■ Required action ■
From the entries that follow, report every line in which "return" occurs.

■ Provided data ■
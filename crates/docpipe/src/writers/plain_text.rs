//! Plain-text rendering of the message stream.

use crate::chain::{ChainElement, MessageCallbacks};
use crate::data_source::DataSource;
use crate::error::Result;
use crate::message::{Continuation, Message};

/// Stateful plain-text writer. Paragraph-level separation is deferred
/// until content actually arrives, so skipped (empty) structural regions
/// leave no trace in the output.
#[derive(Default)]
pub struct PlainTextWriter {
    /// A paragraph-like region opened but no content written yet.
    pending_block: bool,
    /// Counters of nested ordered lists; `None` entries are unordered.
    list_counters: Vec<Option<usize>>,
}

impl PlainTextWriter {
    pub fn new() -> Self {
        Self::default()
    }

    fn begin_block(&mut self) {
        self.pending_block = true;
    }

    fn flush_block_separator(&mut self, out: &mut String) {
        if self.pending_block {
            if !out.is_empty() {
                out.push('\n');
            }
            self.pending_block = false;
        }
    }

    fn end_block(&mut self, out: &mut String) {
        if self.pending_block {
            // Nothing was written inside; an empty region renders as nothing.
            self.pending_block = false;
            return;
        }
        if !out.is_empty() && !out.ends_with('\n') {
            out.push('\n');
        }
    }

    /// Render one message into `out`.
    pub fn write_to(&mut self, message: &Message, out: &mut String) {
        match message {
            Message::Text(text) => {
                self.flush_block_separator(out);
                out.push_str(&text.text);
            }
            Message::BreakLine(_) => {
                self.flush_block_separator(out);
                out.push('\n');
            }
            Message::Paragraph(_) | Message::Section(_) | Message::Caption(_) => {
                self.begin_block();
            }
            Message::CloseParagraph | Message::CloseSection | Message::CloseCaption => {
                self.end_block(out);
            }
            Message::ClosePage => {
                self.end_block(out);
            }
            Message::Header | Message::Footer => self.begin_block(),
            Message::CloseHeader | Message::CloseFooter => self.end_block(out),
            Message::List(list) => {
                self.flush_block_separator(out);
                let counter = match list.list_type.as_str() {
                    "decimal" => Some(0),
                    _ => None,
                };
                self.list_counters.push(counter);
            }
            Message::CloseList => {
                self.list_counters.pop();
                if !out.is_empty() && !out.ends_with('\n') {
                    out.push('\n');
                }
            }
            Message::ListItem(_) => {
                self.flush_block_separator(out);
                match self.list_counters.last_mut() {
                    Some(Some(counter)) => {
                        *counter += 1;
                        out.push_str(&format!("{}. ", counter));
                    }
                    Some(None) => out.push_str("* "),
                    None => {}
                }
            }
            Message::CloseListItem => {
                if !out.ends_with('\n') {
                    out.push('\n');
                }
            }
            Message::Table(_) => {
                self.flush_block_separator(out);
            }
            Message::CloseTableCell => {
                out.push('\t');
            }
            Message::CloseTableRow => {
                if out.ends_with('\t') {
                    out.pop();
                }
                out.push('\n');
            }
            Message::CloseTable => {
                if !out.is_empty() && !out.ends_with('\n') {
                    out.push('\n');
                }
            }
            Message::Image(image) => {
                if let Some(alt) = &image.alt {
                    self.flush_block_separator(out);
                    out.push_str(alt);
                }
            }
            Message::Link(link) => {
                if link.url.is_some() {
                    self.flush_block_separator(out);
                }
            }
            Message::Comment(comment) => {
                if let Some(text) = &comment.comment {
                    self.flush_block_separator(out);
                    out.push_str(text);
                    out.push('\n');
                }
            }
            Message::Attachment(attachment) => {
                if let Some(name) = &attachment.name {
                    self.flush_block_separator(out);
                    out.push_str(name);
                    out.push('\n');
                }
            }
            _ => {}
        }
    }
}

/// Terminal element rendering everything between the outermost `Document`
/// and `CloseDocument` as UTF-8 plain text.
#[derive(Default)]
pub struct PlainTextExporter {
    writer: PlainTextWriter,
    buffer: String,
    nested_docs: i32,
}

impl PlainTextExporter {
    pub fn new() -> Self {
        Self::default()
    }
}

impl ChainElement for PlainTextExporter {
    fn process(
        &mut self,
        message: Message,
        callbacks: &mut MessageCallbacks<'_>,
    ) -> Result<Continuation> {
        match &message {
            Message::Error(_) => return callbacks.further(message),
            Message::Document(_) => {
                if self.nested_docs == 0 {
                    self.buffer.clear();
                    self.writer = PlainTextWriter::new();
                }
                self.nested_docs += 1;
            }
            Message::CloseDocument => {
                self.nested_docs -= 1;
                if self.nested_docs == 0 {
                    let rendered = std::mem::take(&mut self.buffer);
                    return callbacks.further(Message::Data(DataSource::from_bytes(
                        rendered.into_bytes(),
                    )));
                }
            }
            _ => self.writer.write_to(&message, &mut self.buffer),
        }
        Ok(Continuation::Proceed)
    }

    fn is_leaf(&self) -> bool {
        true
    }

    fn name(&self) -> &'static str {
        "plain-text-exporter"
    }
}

■ Solution for this task ■
            return;
            Message::Error(_) => return callbacks.further(message),
                    return callbacks.further(Message::Data(DataSource::from_bytes(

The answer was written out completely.